Ignorar a Dios es la gran tragedia del ser humano. Jesús no quiere que rompamos con nadie; su único deseo es que seamos capaces de amarle con todas nuestras fuerzas. 

El mayor obstáculo: uno mismo 


Pero a menudo puede suceder que el mayor obstáculo a superar somos nosotros mismos. “Negarse a sí mismo” alude al mayor de todos los impedimentos: el ego. Las personas tendemos a aferrarnos a nuestro concepto de la realidad, a nuestros criterios, nuestro modo de hacer y de comprender el mundo. Somos duros y reticentes al cambio. Nos centramos en nosotros mismos y pretendemos que la realidad se adapte a nosotros o que el mundo gire a nuestro alrededor. Corremos el riesgo de caer en el narcisismo. 

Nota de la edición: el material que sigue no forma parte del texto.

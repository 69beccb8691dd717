//! Load, validate and query a project's release records.
//!
//! Each release is a TOML document keyed by its version, holding the release
//! date, optional notes, and the commits that shipped in it. Records are
//! validated field by field at load time and never change afterwards.
//!
//! ```no_run
//! # use releasedb::ReleaseStore;
//! let store = ReleaseStore::with_dir("website/releases").unwrap();
//! for release in store.chronological() {
//!     println!("{} ({}): {} commits", release.version, release.date, release.commits.len());
//! }
//! ```

#[macro_use]
mod macros;
mod config;
pub mod error;
pub mod fmt;
mod link_style;
mod loader;
pub mod record;
mod schema;
mod sectionmap;
mod store;

pub use link_style::LinkStyle;
pub use loader::Loader;
pub use record::{ChangeType, ChangelogEntry, CommitRecord, ReleaseRecord, WhatsNext};
pub use sectionmap::{SectionMap, BREAKING_SECTION};
pub use store::ReleaseStore;

// The default config file
const DEFAULT_CONFIG_FILE: &str = ".releasedb.toml";
impl ReleaseStore {
    /// Creates a `ReleaseStore` from the default `.releasedb.toml`
    /// configuration file in the current working directory.
    ///
    /// # Example
    ///
    /// ```no_run
    /// # use releasedb::ReleaseStore;
    /// let store = ReleaseStore::new().unwrap();
    /// ```
    pub fn new() -> Result<Self> {
        debug!("Creating store with new()");
        ReleaseStore::from_file(DEFAULT_CONFIG_FILE)
    }

    /// Creates a `ReleaseStore` from a custom named TOML configuration file.
    /// Relative paths inside the file are resolved against the directory the
    /// file lives in.
    ///
    /// # Example
    ///
    /// ```no_run
    /// # use releasedb::ReleaseStore;
    /// let store = ReleaseStore::from_file("/myproject/website/releasedb.toml").unwrap();
    /// ```
    pub fn from_file<P: AsRef<Path>>(file: P) -> Result<Self> {
        debug!("Creating store with \n\tfile: {:?}", file.as_ref());
        let cfg_file = if file.as_ref().is_relative() {
            debug!("file is relative");
            let cwd = env::current_dir().map_err(|_| Error::CurrentDir)?;
            cwd.join(file.as_ref())
        } else {
            debug!("file is absolute");
            file.as_ref().to_path_buf()
        };

        let cfg = read_config(&cfg_file)?;
        let base = cfg_file.parent().map(Path::to_path_buf).unwrap_or_default();
        ReleaseStore::with_config(&base, cfg)
    }

    /// Creates a `ReleaseStore` from a directory of `<version>.toml` record
    /// files, using default options.
    ///
    /// # Example
    ///
    /// ```no_run
    /// # use releasedb::ReleaseStore;
    /// let store = ReleaseStore::with_dir("/myproject/website/releases").unwrap();
    /// ```
    pub fn with_dir<P: AsRef<Path>>(dir: P) -> Result<Self> {
        debug!("Creating store with \n\tdir: {:?}", dir.as_ref());
        let records = Loader::new().dir(dir)?.finish();
        Ok(ReleaseStore::from_records(records))
    }

    /// Creates a `ReleaseStore` from a multi-record document whose top level
    /// keys are versions, using default options.
    pub fn from_document(src: &str) -> Result<Self> {
        debug!("Creating store from document");
        let records = Loader::new().document_str(src)?.finish();
        Ok(ReleaseStore::from_records(records))
    }

    /// Creates a `ReleaseStore` from already loaded records. Each record's
    /// `version` is set to the key it is stored under.
    pub fn from_records(mut records: IndexMap<String, ReleaseRecord>) -> Self {
        for (version, record) in records.iter_mut() {
            if record.version != *version {
                record.version = version.clone();
            }
        }
        ReleaseStore {
            records,
            ..ReleaseStore::default()
        }
    }

    fn with_config(base: &Path, cfg: RawStoreCfg) -> Result<Self> {
        debug!("Applying config:\n{:?}", cfg);
        let mut loader = Loader::new().deny_unknown_fields(cfg.deny_unknown_fields);

        let releases_dir = match (&cfg.releases_dir, &cfg.document) {
            (None, None) => Some(PathBuf::from(DEFAULT_RELEASES_DIR)),
            (dir, _) => dir.clone(),
        };
        if let Some(dir) = releases_dir {
            loader = loader.dir(base.join(dir))?;
        }
        if let Some(doc) = &cfg.document {
            loader = loader.document_file(base.join(doc))?;
        }

        let store = ReleaseStore {
            repo: cfg.repository,
            link_style: cfg.link_style,
            out_format: cfg.output_format,
            outfile: cfg.outfile.map(|f| base.join(f)),
            ..ReleaseStore::from_records(loader.finish())
        };
        debug!("Loaded {} releases", store.len());
        Ok(store)
    }

    /// Sets the repository used for the base of hyper-links
    ///
    /// **NOTE:** Leave off the trailing `.git`
    ///
    /// # Example
    ///
    /// ```no_run
    /// # use releasedb::ReleaseStore;
    /// let store = ReleaseStore::new()
    ///     .unwrap()
    ///     .repository("https://github.com/vectordotdev/vector");
    /// ```
    pub fn repository<S: Into<String>>(mut self, r: S) -> Self {
        self.repo = Some(r.into());
        self
    }

    /// Sets the link style to use for hyper-links
    pub fn link_style(mut self, l: LinkStyle) -> Self {
        self.link_style = l;
        self
    }

    /// The format `write_release` uses (Defaults to Markdown)
    pub fn output_format(mut self, f: RecordFormat) -> Self {
        self.out_format = f;
        self
    }

    /// Sets the file `write_release` writes to (Defaults to `stdout` if
    /// omitted)
    pub fn outfile<P: AsRef<Path>>(mut self, f: P) -> Self {
        self.outfile = Some(f.as_ref().to_path_buf());
        self
    }

    /// Retrieves the record for `version`
    ///
    /// # Example
    ///
    /// ```no_run
    /// # use releasedb::ReleaseStore;
    /// let store = ReleaseStore::new().unwrap();
    /// let release = store.get("0.25.1").unwrap();
    /// println!("{} shipped {} commits", release.date, release.commits.len());
    /// ```
    pub fn get(&self, version: &str) -> Result<&ReleaseRecord> {
        self.records
            .get(version)
            .ok_or_else(|| Error::NotFound(version.to_owned()))
    }

    pub fn contains(&self, version: &str) -> bool { self.records.contains_key(version) }

    /// All records in declaration order, i.e. the order they were loaded in
    pub fn list(&self) -> Vec<&ReleaseRecord> { self.records.values().collect() }

    pub fn iter(&self) -> impl Iterator<Item = &ReleaseRecord> { self.records.values() }

    /// Version keys in declaration order
    pub fn versions(&self) -> impl Iterator<Item = &str> { self.records.keys().map(String::as_str) }

    /// All records ordered by release date, oldest first. Releases sharing a
    /// date are ordered by version.
    pub fn chronological(&self) -> Vec<&ReleaseRecord> {
        let mut list = self.list();
        list.sort_by(|a, b| {
            a.date
                .cmp(&b.date)
                .then_with(|| a.semver().cmp(&b.semver()))
        });
        list
    }

    /// The release with the highest version
    pub fn latest(&self) -> Option<&ReleaseRecord> {
        self.records
            .values()
            .filter_map(|r| r.semver().map(|v| (v, r)))
            .max_by(|a, b| a.0.cmp(&b.0))
            .map(|(_, r)| r)
    }

    pub fn len(&self) -> usize { self.records.len() }

    pub fn is_empty(&self) -> bool { self.records.is_empty() }

    /// Gets a hyperlink to a commit using the configured repository and style
    pub fn commit_link(&self, sha: &str) -> String {
        self.link_style.commit_link(sha, self.repo.as_deref())
    }

    /// Gets a hyperlink to a pull request using the configured repository and
    /// style
    pub fn pr_link(&self, pr_number: u64) -> String {
        self.link_style.pr_link(pr_number, self.repo.as_deref())
    }

    /// Serializes the whole store as one multi-record document, which
    /// `ReleaseStore::from_document` reads back.
    pub fn to_document_string(&self) -> Result<String> { document_to_toml(&self.records) }

    /// Writes a release using whatever options have been specified thus far.
    ///
    /// # Example
    ///
    /// ```no_run
    /// # use releasedb::ReleaseStore;
    /// let store = ReleaseStore::new().unwrap();
    /// store.write_release("0.25.1").unwrap();
    /// ```
    pub fn write_release(&self, version: &str) -> Result<()> {
        debug!("Writing release {version} with preset options");
        if let Some(ref out) = self.outfile {
            debug!("outfile set to: {:?}", out);
            self.write_release_to(version, out)
        } else {
            debug!("outfile not set using stdout");
            let out = stdout();
            let mut out_buf = BufWriter::new(out.lock());
            self.write_release_in_format(version, &mut out_buf)
        }
    }

    /// Writes a release to a specified file, replacing any existing contents.
    ///
    /// # Example
    ///
    /// ```no_run
    /// # use releasedb::ReleaseStore;
    /// let store = ReleaseStore::new().unwrap();
    ///
    /// store.write_release_to("0.25.1", "/myproject/notes/0.25.1.md")
    ///     .unwrap();
    /// ```
    pub fn write_release_to<P: AsRef<Path>>(&self, version: &str, path: P) -> Result<()> {
        debug!("Writing release {version} to file: {:?}", path.as_ref());
        // Look the release up first so a missing version leaves no empty file behind
        self.get(version)?;
        if let Some(parent) = path.as_ref().parent() {
            if !parent.as_os_str().is_empty() {
                fs::create_dir_all(parent)?;
            }
        }
        let mut file = File::create(path.as_ref())?;
        self.write_release_in_format(version, &mut file)
    }

    /// Writes a release with a specified `FormatWriter` format
    ///
    /// # Examples
    ///
    /// ```no_run
    /// # use releasedb::{ReleaseStore, fmt::{FormatWriter, MarkdownWriter}};
    /// # use std::io;
    /// let store = ReleaseStore::new().unwrap();
    ///
    /// // Write release notes to stdout in Markdown format
    /// let out = io::stdout();
    /// let mut out_buf = io::BufWriter::new(out.lock());
    /// let mut writer = MarkdownWriter::new(&mut out_buf);
    ///
    /// store.write_release_with("0.25.1", &mut writer).unwrap();
    /// ```
    pub fn write_release_with<W>(&self, version: &str, writer: &mut W) -> Result<()>
    where
        W: FormatWriter,
    {
        debug!("Writing release {version} from writer");
        let record = self.get(version)?;
        writer.write_release(self, record)
    }

    fn write_release_in_format<T: Write>(&self, version: &str, out: &mut T) -> Result<()> {
        match self.out_format {
            RecordFormat::Markdown => {
                let mut writer = MarkdownWriter::new(out);
                self.write_release_with(version, &mut writer)
            }
            RecordFormat::Toml => {
                let mut writer = TomlWriter::new(out);
                self.write_release_with(version, &mut writer)
            }
        }
    }
}

fn read_config(cfg_file: &Path) -> Result<RawStoreCfg> {
    debug!("Trying to use config file: {:?}", cfg_file);
    let src = fs::read_to_string(cfg_file)?;
    let doc: Value = toml::from_str(&src).map_err(|e| {
        debug!("config parse error: {e}");
        Error::ConfigParse(cfg_file.to_path_buf())
    })?;
    let table = doc
        .get("store")
        .cloned()
        .ok_or_else(|| Error::ConfigFormat(cfg_file.to_path_buf()))?;
    table.try_into::<RawStoreCfg>().map_err(|e| {
        debug!("config format error: {e}");
        Error::ConfigFormat(cfg_file.to_path_buf())
    })
}
use std::{path::PathBuf, result::Result as StdResult};

use thiserror::Error;

pub type Result<T> = StdResult<T, Error>;

/// An enum for describing and handling the errors encountered while loading,
/// querying or writing release records.
///
/// Every load-time variant names the offending version key, and where it
/// applies, the dotted path of the field (e.g. `commits[2].pr_number`).
#[derive(Debug, Error)]
pub enum Error {
    #[error("failed to parse config file: {0}")]
    ConfigParse(PathBuf),

    #[error("incorrect format for config file: {0}")]
    ConfigFormat(PathBuf),

    #[error("cannot get current directory")]
    CurrentDir,

    #[error("release {version}: malformed TOML: {source}")]
    Syntax {
        version: String,
        #[source]
        source: toml::de::Error,
    },

    #[error("release {version}: missing required field `{field}`")]
    MissingField { version: String, field: String },

    #[error("release {version}: field `{field}` should be {expected}, found {found}")]
    TypeMismatch {
        version: String,
        field: String,
        expected: &'static str,
        found: &'static str,
    },

    #[error("release {version}: field `{field}` {reason}")]
    InvalidField {
        version: String,
        field: String,
        reason: String,
    },

    #[error("release {version}: unknown field `{field}`")]
    UnknownField { version: String, field: String },

    #[error("release {version}: {source}")]
    Decode {
        version: String,
        #[source]
        source: toml::de::Error,
    },

    #[error("release {version}: failed to serialize: {source}")]
    Serialize {
        version: String,
        #[source]
        source: toml::ser::Error,
    },

    #[error("duplicate release version {0}")]
    DuplicateVersion(String),

    #[error("{0:?} is not a valid release version")]
    InvalidVersion(String),

    #[error("no release found for version {0}")]
    NotFound(String),

    #[error("fatal I/O error")]
    Io(#[from] std::io::Error),

    #[error("failed to convert date/time to string format")]
    TimeFormat(#[from] time::error::Format),

    #[error("failed to convert {0} to valid RecordFormat")]
    RecordFormat(String),
}

impl Error {
    /// The version key the error was raised for, if it concerns a single
    /// release
    pub fn version(&self) -> Option<&str> {
        match self {
            Error::Syntax { version, .. }
            | Error::MissingField { version, .. }
            | Error::TypeMismatch { version, .. }
            | Error::InvalidField { version, .. }
            | Error::UnknownField { version, .. }
            | Error::Decode { version, .. }
            | Error::Serialize { version, .. } => Some(version),
            Error::DuplicateVersion(version)
            | Error::InvalidVersion(version)
            | Error::NotFound(version) => Some(version),
            _ => None,
        }
    }

    /// The dotted path of the offending field, for schema errors
    pub fn field(&self) -> Option<&str> {
        match self {
            Error::MissingField { field, .. }
            | Error::TypeMismatch { field, .. }
            | Error::InvalidField { field, .. }
            | Error::UnknownField { field, .. } => Some(field),
            _ => None,
        }
    }
}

Negarse a sí mismo significa volcarse en los demás, especialmente en los más pobres, necesitados de nuestro amor. Negarse a sí mismo se traduce por ocuparse de los otros, por diezmar una parte de nuestro tiempo, de nuestro dinero, de nuestros afanes, para la causa del Reino de Dios. 

La sabiduría del corazón 


Sigue hablando Jesús con la parábola del hombre que calcula bien antes de echar los cimientos de su torre. Calculemos bien. Es ahí donde entra en juego la inteligencia del corazón. Esa inteligencia no es mero saber abstracto, ni erudición, sino sabiduría. Es la inteligencia del amor que nos permite descubrir la voluntad de Dios. ¿Cómo alcanzar esa sabiduría? 

Los niños, con su innata razón natural, nos muestran una maravillosa capacidad para captar las verdades espirituales. El niño intuye esa realidad trascendental que le rodea. Luego, si no recibe la educación adecuada, tal vez su entorno y la sociedad lo despistarán y adormecerán su sensibilidad religiosa. Pero, si ésta se cultiva, crecerá y enriquecerá su vida. Los niños que dan sus primeros pasos en la fe son, en muchos aspectos, auténticos maestros. 

La verdadera sabiduría consiste en abrirse a Dios y dejarse llenar por su amor. Del intelecto pasamos a la experiencia. Del puro raciocino llegamos a la vivencia palpable. Los cristianos estamos llamados a ser excelentes, no en estudios, teología, filosofía o conocimientos científicos. El día en que muramos, no nos examinarán de nuestras capacidades intelectuales, sino de nuestra apertura a Dios. Nuestra aspiración es obtener un “diez” en el amor, en el servicio, en la generosidad y en la entrega a los demás.